The records that follow are to be reproduced verbatim.

──────────────────────────────

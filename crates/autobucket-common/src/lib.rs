//! Common types for autobucket: the Bucket CRD, errors, and controller utilities

#![deny(missing_docs)]

pub mod backoff;
pub mod crd;
pub mod error;
pub mod events;
pub mod finalizers;
pub mod leader_election;
pub mod metrics;
pub mod telemetry;

pub use error::Error;

/// Result type alias using our custom Error type
pub type Result<T> = std::result::Result<T, Error>;

/// API group shared by the Bucket CRD, its finalizer, and workload annotations
pub const API_GROUP: &str = "ab.leclouddev.com";

/// Finalizer token that blocks Bucket removal until the cloud bucket is handled
pub const BUCKET_FINALIZER: &str = "ab.leclouddev.com/bucket-finalizer";

/// Deployment annotation selecting the target cloud (absent = opt-out)
pub const CLOUD_ANNOTATION: &str = "ab.leclouddev.com/cloud";

/// Deployment annotation overriding the bucket name prefix
pub const NAME_PREFIX_ANNOTATION: &str = "ab.leclouddev.com/name-prefix";

/// Namespace the operator runs in when POD_NAMESPACE is not set
pub const AUTOBUCKET_SYSTEM_NAMESPACE: &str = "autobucket-system";

/// Field manager used for every write the operator makes
pub const FIELD_MANAGER: &str = "autobucket-controller";
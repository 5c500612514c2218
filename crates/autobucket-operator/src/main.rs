//! autobucket operator - cloud buckets for annotated Deployments

use std::sync::Arc;

use clap::{Parser, Subcommand};
use kube::{Client, CustomResourceExt};

use autobucket_common::crd::Bucket;
use autobucket_common::leader_election::LeaderElector;
use autobucket_common::telemetry::{init_telemetry, TelemetryConfig};
use autobucket_operator::config::{build_adapters, ControllerArgs};
use autobucket_operator::controller_runner::build_controllers;
use autobucket_operator::health::{self, Readiness};
use autobucket_operator::startup::{ensure_crds_installed, leader_identity};

/// autobucket - provisions cloud storage buckets for Kubernetes workloads
#[derive(Parser, Debug)]
#[command(name = "autobucket", version, about, long_about = None)]
struct Cli {
    /// Print the Bucket CRD manifest and exit
    #[arg(long)]
    crd: bool,

    #[command(flatten)]
    controller: ControllerArgs,

    #[command(subcommand)]
    command: Option<Commands>,
}

#[derive(Subcommand, Debug)]
enum Commands {
    /// Run the controllers (default mode)
    ///
    /// - Watches Buckets and creates or deletes their cloud buckets
    /// - Watches Deployments and creates a Bucket for each one annotated
    ///   with `ab.leclouddev.com/cloud`
    Controller,
}

#[tokio::main]
async fn main() -> anyhow::Result<()> {
    let cli = Cli::parse();

    if cli.crd {
        let crd = serde_yaml::to_string(&Bucket::crd())
            .map_err(|e| anyhow::anyhow!("Failed to serialize CRD: {}", e))?;
        println!("{crd}");
        return Ok(());
    }

    match cli.command {
        Some(Commands::Controller) | None => run_controller(cli.controller).await,
    }
}

async fn run_controller(args: ControllerArgs) -> anyhow::Result<()> {
    init_telemetry(TelemetryConfig::default())?;

    let client = Client::try_default()
        .await
        .map_err(|e| anyhow::anyhow!("Failed to create Kubernetes client: {}", e))?;

    ensure_crds_installed(&client).await?;
    let adapters = build_adapters(&args.gcp)?;

    let readiness = Readiness::new();
    {
        let readiness = readiness.clone();
        let addr = args.health_addr;
        tokio::spawn(async move {
            if let Err(e) = health::serve(addr, readiness).await {
                tracing::error!(error = %e, "Health server failed");
            }
        });
    }

    let guard = if args.enable_leader_election {
        let identity = leader_identity();
        tracing::info!(%identity, namespace = %args.lease_namespace, "Waiting for leadership...");
        let elector = Arc::new(LeaderElector::new(
            client.clone(),
            &args.lease_namespace,
            &identity,
        ));
        Some(elector.acquire().await)
    } else {
        None
    };

    tracing::info!("Starting autobucket controllers");
    let controllers = futures::future::join_all(build_controllers(client, adapters));
    readiness.mark_ready();

    match guard {
        Some(mut guard) => {
            let lost = tokio::select! {
                _ = controllers => false,
                _ = guard.lost() => true,
            };
            readiness.mark_not_ready();
            if lost {
                anyhow::bail!("Leadership lost, exiting so another replica can take over");
            }
            guard.release().await?;
        }
        None => {
            controllers.await;
            readiness.mark_not_ready();
        }
    }

    tracing::info!("Controllers stopped");
    Ok(())
}
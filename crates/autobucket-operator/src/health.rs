//! Liveness and readiness endpoints
//!
//! `/healthz` answers as soon as the process is up. `/readyz` answers 200
//! only once the controllers are running (and, with leader election, only on
//! the leader).

use std::net::SocketAddr;
use std::sync::atomic::{AtomicBool, Ordering};
use std::sync::Arc;

use axum::extract::State;
use axum::http::StatusCode;
use axum::routing::get;
use axum::Router;

/// Shared readiness flag
#[derive(Clone, Debug, Default)]
pub struct Readiness(Arc<AtomicBool>);

impl Readiness {
    /// Starts not ready
    pub fn new() -> Self {
        Self::default()
    }

    /// Report ready
    pub fn mark_ready(&self) {
        self.0.store(true, Ordering::SeqCst);
    }

    /// Report not ready
    pub fn mark_not_ready(&self) {
        self.0.store(false, Ordering::SeqCst);
    }

    /// Current value
    pub fn is_ready(&self) -> bool {
        self.0.load(Ordering::SeqCst)
    }
}

/// Router serving both probes
pub fn router(readiness: Readiness) -> Router {
    Router::new()
        .route("/healthz", get(|| async { "ok" }))
        .route("/readyz", get(readyz))
        .with_state(readiness)
}

async fn readyz(State(readiness): State<Readiness>) -> (StatusCode, &'static str) {
    if readiness.is_ready() {
        (StatusCode::OK, "ready")
    } else {
        (StatusCode::SERVICE_UNAVAILABLE, "not ready")
    }
}

/// Serve the probes on `addr` until the process exits
pub async fn serve(addr: SocketAddr, readiness: Readiness) -> std::io::Result<()> {
    let listener = tokio::net::TcpListener::bind(addr).await?;
    tracing::info!(%addr, "Health server listening");
    axum::serve(listener, router(readiness)).await
}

──────────────────────────────

- _Answer below_
filename crates/autobucket-common/src/lib.rs
//! Common types for autobucket: the Bucket CRD, errors, and controller utilities

#![deny(missing_docs)]

pub mod backoff;
pub mod crd;
pub mod error;
pub mod events;
pub mod finalizers;
pub mod leader_election;
pub mod metrics;
pub mod telemetry;

pub use error::Error;

/// Result type alias using our custom Error type
pub type Result<T> = std::result::Result<T, Error>;

/// API group shared by the Bucket CRD, its finalizer, and workload annotations
pub const API_GROUP: &str = "ab.leclouddev.com";

/// Finalizer token that blocks Bucket removal until the cloud bucket is handled
pub const BUCKET_FINALIZER: &str = "ab.leclouddev.com/bucket-finalizer";

/// Deployment annotation selecting the target cloud (absent = opt-out)
pub const CLOUD_ANNOTATION: &str = "ab.leclouddev.com/cloud";

/// Deployment annotation overriding the bucket name prefix
pub const NAME_PREFIX_ANNOTATION: &str = "ab.leclouddev.com/name-prefix";

/// Namespace the operator runs in when POD_NAMESPACE is not set
pub const AUTOBUCKET_SYSTEM_NAMESPACE: &str = "autobucket-system";

/// Field manager used for every write the operator makes
pub const FIELD_MANAGER: &str = "autobucket-controller";
repository 5c500612514c2218
filename crates/autobucket-operator/src/main.rs
//! autobucket operator - cloud buckets for annotated Deployments

use std::sync::Arc;

use clap::{Parser, Subcommand};
use kube::{Client, CustomResourceExt};

use autobucket_common::crd::Bucket;
use autobucket_common::leader_election::LeaderElector;
use autobucket_common::telemetry::{init_telemetry, TelemetryConfig};
use autobucket_operator::config::{build_adapters, ControllerArgs};
use autobucket_operator::controller_runner::build_controllers;
use autobucket_operator::health::{self, Readiness};
use autobucket_operator::startup::{ensure_crds_installed, leader_identity};

/// autobucket - provisions cloud storage buckets for Kubernetes workloads
#[derive(Parser, Debug)]
#[command(name = "autobucket", version, about, long_about = None)]
struct Cli {
    /// Print the Bucket CRD manifest and exit
    #[arg(long)]
    crd: bool,

    #[command(flatten)]
    controller: ControllerArgs,

    #[command(subcommand)]
    command: Option<Commands>,
}

#[derive(Subcommand, Debug)]
enum Commands {
    /// Run the controllers (default mode)
    ///
    /// - Watches Buckets and creates or deletes their cloud buckets
    /// - Watches Deployments and creates a Bucket for each one annotated
    ///   with `ab.leclouddev.com/cloud`
    Controller,
}

#[tokio::main]
async fn main() -> anyhow::Result<()> {
    let cli = Cli::parse();

    if cli.crd {
        let crd = serde_yaml::to_string(&Bucket::crd())
            .map_err(|e| anyhow::anyhow!("Failed to serialize CRD: {}", e))?;
        println!("{crd}");
        return Ok(());
    }

    match cli.command {
        Some(Commands::Controller) | None => run_controller(cli.controller).await,
    }
}

async fn run_controller(args: ControllerArgs) -> anyhow::Result<()> {
    init_telemetry(TelemetryConfig::default())?;

    let client = Client::try_default()
        .await
        .map_err(|e| anyhow::anyhow!("Failed to create Kubernetes client: {}", e))?;

    ensure_crds_installed(&client).await?;
    let adapters = build_adapters(&args.gcp)?;

    let readiness = Readiness::new();
    {
        let readiness = readiness.clone();
        let addr = args.health_addr;
        tokio::spawn(async move {
            if let Err(e) = health::serve(addr, readiness).await {
                tracing::error!(error = %e, "Health server failed");
            }
        });
    }

    let guard = if args.enable_leader_election {
        let identity = leader_identity();
        tracing::info!(%identity, namespace = %args.lease_namespace, "Waiting for leadership...");
        let elector = Arc::new(LeaderElector::new(
            client.clone(),
            &args.lease_namespace,
            &identity,
        ));
        Some(elector.acquire().await)
    } else {
        None
    };

    tracing::info!("Starting autobucket controllers");
    let controllers = futures::future::join_all(build_controllers(client, adapters));
    readiness.mark_ready();

    match guard {
        Some(mut guard) => {
            let lost = tokio::select! {
                _ = controllers => false,
                _ = guard.lost() => true,
            };
            readiness.mark_not_ready();
            if lost {
                anyhow::bail!("Leadership lost, exiting so another replica can take over");
            }
            guard.release().await?;
        }
        None => {
            controllers.await;
            readiness.mark_not_ready();
        }
    }

    tracing::info!("Controllers stopped");
    Ok(())
}
filename crates/autobucket-operator/src/health.rs
//! Liveness and readiness endpoints
//!
//! `/healthz` answers as soon as the process is up. `/readyz` answers 200
//! only once the controllers are running (and, with leader election, only on
//! the leader).

use std::net::SocketAddr;
use std::sync::atomic::{AtomicBool, Ordering};
use std::sync::Arc;

use axum::extract::State;
use axum::http::StatusCode;
use axum::routing::get;
use axum::Router;

/// Shared readiness flag
#[derive(Clone, Debug, Default)]
pub struct Readiness(Arc<AtomicBool>);

impl Readiness {
    /// Starts not ready
    pub fn new() -> Self {
        Self::default()
    }

    /// Report ready
    pub fn mark_ready(&self) {
        self.0.store(true, Ordering::SeqCst);
    }

    /// Report not ready
    pub fn mark_not_ready(&self) {
        self.0.store(false, Ordering::SeqCst);
    }

    /// Current value
    pub fn is_ready(&self) -> bool {
        self.0.load(Ordering::SeqCst)
    }
}

/// Router serving both probes
pub fn router(readiness: Readiness) -> Router {
    Router::new()
        .route("/healthz", get(|| async { "ok" }))
        .route("/readyz", get(readyz))
        .with_state(readiness)
}

async fn readyz(State(readiness): State<Readiness>) -> (StatusCode, &'static str) {
    if readiness.is_ready() {
        (StatusCode::OK, "ready")
    } else {
        (StatusCode::SERVICE_UNAVAILABLE, "not ready")
    }
}

/// Serve the probes on `addr` until the process exits
pub async fn serve(addr: SocketAddr, readiness: Readiness) -> std::io::Result<()> {
    let listener = tokio::net::TcpListener::bind(addr).await?;
    tracing::info!(%addr, "Health server listening");
    axum::serve(listener, router(readiness)).await
}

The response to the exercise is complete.